# [Given records]
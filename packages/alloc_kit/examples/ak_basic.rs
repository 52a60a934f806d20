//! Basic usage of the `alloc_kit` crate:
//!
//! * Creating a pool allocator.
//! * Placing objects in it via smart pointers.
//! * Viewing shared objects as trait objects and back.
//! * Observing what happens when the pool runs out of room.

use std::fmt::Display;

use alloc_kit::{
    ControlBlock, FailurePolicy, HeapPoolAllocator, SharedPtr, UniquePtr, upcast,
};

fn main() {
    // A pool holds a fixed number of elements of one type. Smart pointers that use it must
    // fit that element size, which for shared pointers includes the reference count.
    let strings = HeapPoolAllocator::<ControlBlock<String>>::builder()
        .capacity(2)
        .failure_policy(FailurePolicy::ReturnNull)
        .build();

    let alice = SharedPtr::new_in("Alice".to_string(), &strings).unwrap();
    let bob = SharedPtr::new_in("Bob".to_string(), &strings).unwrap();

    println!(
        "Pool holds {} of {} objects",
        strings.capacity() - strings.slots_left(),
        strings.capacity()
    );

    // The pool is full, so under the ReturnNull policy we get an empty pointer back.
    let charlie = SharedPtr::new_in("Charlie".to_string(), &strings).unwrap();
    println!("Charlie was placed: {}", !charlie.is_empty());

    // Any shared pointer can be viewed as a trait object that its type implements.
    let names: Vec<SharedPtr<'_, dyn Display, _>> =
        vec![upcast!(alice.clone(), dyn Display), upcast!(bob, dyn Display)];

    for name in &names {
        println!("Name: {} (references: {})", &**name, name.reference_count());
    }

    // The concrete type is remembered, so we can get back to it.
    let alice_again = names[0].downcast::<String>();
    println!("Alice has {} characters", alice_again.len());

    drop(names);
    drop(alice_again);
    drop(alice);
    println!("Pool is empty again: {}", strings.is_empty());

    // Unique pointers work with any allocator, including the default one.
    let mut greeting = UniquePtr::new(String::from("Hello")).unwrap();
    greeting.push_str(", world");
    println!("{}", *greeting);
}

# [Work instructions]
Tally the lines of the material in which the word "charlie" appears. Output the count alone.

# [Written reply]
2